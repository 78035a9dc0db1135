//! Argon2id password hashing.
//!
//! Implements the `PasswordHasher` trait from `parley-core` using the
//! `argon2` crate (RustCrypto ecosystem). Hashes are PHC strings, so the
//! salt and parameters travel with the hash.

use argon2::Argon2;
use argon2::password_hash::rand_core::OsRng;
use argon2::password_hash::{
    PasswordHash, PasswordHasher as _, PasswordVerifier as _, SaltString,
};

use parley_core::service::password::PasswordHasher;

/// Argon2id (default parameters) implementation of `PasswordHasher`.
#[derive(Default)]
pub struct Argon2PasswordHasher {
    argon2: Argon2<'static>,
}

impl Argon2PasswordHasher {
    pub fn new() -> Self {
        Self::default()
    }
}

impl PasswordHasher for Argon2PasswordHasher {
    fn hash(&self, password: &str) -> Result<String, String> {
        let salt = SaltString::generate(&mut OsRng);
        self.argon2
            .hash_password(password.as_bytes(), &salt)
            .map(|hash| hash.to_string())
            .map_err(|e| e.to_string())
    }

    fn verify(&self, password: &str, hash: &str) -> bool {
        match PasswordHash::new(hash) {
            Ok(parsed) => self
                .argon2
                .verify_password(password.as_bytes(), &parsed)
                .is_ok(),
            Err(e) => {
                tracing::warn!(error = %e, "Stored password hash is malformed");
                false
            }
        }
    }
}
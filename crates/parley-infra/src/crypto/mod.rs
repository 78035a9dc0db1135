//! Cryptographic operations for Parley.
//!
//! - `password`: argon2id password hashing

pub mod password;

────────────────────────────────────────

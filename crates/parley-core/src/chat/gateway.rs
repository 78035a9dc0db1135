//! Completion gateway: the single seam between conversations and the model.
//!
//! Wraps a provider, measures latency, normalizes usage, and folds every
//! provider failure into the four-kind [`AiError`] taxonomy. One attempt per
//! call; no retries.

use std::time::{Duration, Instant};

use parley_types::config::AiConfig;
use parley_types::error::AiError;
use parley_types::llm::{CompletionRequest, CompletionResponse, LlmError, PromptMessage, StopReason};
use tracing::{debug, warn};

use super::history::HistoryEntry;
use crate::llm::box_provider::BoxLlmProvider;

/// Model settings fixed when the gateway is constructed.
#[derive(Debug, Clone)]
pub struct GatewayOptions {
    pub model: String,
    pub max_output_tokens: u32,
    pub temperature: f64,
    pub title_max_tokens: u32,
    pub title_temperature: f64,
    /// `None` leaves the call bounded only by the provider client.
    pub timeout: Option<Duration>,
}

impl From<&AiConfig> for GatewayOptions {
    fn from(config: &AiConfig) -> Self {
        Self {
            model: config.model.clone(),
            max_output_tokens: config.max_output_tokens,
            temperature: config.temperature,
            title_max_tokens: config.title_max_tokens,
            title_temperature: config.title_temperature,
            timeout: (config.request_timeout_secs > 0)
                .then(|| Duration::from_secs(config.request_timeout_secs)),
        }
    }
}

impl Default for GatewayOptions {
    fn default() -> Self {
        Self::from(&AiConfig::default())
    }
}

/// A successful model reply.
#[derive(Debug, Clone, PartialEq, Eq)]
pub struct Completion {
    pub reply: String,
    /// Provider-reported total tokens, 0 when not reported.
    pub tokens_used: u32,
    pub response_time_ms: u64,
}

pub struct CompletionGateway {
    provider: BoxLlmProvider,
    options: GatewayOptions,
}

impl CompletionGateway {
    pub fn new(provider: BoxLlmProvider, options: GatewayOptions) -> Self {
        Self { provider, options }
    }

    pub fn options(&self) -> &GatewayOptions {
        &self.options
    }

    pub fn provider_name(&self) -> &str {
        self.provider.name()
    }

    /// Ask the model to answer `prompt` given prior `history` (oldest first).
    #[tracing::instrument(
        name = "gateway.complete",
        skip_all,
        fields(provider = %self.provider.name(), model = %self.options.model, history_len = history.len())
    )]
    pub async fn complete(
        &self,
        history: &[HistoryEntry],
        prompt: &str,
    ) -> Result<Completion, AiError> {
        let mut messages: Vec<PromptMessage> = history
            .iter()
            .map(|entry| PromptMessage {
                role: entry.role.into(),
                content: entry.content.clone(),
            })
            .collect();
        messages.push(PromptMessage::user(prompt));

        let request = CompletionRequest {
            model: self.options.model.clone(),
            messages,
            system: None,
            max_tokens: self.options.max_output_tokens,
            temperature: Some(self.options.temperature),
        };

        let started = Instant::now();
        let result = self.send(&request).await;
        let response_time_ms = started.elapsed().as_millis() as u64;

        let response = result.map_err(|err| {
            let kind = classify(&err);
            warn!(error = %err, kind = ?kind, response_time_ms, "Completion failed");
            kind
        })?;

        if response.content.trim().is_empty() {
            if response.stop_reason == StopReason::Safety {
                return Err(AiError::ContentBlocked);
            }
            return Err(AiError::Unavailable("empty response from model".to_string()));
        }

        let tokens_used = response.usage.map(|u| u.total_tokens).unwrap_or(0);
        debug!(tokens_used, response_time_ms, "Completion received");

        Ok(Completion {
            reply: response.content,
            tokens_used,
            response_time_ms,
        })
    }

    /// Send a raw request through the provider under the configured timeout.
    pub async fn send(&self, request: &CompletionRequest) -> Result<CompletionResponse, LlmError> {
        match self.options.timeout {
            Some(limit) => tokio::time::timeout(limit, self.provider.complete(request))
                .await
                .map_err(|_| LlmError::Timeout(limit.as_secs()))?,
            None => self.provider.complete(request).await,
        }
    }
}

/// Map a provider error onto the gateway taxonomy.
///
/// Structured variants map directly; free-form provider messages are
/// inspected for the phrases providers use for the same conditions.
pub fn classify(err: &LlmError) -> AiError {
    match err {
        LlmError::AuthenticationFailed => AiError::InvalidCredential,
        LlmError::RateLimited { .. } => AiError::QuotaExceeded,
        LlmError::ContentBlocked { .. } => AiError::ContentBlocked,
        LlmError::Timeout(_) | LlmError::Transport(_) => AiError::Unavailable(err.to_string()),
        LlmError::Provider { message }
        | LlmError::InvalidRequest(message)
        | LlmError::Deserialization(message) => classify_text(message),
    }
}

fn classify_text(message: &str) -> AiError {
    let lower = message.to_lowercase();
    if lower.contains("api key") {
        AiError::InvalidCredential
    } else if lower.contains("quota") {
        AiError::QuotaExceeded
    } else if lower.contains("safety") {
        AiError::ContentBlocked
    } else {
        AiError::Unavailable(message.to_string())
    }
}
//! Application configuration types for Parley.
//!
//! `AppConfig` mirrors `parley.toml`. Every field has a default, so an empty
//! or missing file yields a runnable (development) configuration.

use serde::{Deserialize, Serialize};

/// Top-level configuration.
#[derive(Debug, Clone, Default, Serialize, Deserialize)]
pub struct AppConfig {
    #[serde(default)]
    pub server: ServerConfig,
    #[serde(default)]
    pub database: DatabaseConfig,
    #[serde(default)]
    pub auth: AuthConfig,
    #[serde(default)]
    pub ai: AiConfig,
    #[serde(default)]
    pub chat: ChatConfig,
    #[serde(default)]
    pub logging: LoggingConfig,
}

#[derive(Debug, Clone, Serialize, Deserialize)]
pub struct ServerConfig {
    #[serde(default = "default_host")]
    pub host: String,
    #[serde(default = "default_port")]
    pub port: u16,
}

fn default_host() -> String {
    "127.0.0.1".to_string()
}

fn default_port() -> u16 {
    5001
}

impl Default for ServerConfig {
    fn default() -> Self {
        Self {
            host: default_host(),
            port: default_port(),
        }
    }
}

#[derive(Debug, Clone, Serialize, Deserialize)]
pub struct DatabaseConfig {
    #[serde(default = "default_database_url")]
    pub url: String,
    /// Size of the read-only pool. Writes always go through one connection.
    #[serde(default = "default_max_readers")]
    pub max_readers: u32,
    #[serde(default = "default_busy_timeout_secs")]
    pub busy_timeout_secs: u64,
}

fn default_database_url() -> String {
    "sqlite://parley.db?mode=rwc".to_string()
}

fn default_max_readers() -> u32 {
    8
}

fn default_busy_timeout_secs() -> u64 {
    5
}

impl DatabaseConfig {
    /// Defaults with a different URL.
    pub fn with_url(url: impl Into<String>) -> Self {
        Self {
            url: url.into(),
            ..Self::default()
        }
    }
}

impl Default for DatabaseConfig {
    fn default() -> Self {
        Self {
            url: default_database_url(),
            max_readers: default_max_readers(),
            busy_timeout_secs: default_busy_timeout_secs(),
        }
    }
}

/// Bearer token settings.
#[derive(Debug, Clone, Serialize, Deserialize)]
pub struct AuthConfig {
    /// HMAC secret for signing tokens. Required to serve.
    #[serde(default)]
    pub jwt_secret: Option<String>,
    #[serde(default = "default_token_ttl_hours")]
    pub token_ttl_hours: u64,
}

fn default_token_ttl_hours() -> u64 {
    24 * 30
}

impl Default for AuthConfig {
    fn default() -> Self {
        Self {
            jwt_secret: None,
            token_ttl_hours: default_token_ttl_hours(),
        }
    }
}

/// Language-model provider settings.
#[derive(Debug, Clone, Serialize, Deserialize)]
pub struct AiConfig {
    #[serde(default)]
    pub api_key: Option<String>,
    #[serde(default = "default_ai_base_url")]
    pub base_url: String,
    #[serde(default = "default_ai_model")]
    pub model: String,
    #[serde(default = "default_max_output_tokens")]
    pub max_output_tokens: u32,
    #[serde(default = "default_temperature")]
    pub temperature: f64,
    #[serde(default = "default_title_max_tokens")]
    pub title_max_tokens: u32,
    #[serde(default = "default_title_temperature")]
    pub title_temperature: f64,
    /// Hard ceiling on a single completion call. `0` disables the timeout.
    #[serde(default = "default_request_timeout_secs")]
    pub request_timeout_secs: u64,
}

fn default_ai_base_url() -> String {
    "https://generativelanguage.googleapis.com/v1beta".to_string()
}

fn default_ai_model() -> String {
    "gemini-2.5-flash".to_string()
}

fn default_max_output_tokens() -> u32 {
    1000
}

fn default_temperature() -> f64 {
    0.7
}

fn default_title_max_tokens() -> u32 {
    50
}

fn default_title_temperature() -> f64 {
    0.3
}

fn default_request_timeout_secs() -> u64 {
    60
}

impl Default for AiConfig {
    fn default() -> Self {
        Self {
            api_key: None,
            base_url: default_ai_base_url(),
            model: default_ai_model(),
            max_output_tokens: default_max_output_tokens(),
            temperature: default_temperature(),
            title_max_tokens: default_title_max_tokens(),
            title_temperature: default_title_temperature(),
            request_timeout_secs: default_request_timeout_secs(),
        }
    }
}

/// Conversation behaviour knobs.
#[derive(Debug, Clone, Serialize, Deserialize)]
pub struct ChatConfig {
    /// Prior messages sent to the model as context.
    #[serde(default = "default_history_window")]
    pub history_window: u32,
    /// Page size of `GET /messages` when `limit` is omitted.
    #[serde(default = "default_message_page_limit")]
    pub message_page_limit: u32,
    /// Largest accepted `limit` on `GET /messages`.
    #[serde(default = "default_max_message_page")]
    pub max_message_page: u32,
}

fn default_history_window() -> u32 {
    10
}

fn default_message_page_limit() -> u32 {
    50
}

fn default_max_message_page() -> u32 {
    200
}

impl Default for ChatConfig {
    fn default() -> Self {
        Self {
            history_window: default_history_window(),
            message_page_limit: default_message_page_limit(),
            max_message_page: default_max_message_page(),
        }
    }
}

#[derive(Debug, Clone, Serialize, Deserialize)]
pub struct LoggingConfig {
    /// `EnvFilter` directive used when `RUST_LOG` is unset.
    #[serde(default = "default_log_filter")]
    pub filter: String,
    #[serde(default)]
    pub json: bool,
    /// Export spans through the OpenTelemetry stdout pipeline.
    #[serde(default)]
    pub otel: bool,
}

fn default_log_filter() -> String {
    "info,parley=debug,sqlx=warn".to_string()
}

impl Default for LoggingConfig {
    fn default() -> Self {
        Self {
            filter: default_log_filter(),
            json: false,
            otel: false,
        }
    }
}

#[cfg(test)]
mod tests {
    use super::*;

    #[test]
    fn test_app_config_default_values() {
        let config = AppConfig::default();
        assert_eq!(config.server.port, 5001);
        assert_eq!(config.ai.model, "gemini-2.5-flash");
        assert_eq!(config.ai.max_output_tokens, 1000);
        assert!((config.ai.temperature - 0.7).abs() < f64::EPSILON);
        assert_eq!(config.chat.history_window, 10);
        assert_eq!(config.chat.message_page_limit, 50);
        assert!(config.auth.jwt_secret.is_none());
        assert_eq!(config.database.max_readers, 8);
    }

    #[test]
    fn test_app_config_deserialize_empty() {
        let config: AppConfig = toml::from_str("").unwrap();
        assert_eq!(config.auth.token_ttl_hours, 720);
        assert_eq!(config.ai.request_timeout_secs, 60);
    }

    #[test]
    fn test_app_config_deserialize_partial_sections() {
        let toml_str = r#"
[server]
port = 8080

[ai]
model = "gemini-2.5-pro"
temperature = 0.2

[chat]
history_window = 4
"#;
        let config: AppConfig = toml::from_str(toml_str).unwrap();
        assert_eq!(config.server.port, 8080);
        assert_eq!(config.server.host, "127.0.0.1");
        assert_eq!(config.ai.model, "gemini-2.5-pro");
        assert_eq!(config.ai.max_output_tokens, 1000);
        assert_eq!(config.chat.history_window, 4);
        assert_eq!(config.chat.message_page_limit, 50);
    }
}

────────────────────────────────────────

**Task brief**
Filter the data above by the word "reply" and copy every line that matches.

**Solution below**
/// A successful model reply.
    pub reply: String,
            reply: response.content,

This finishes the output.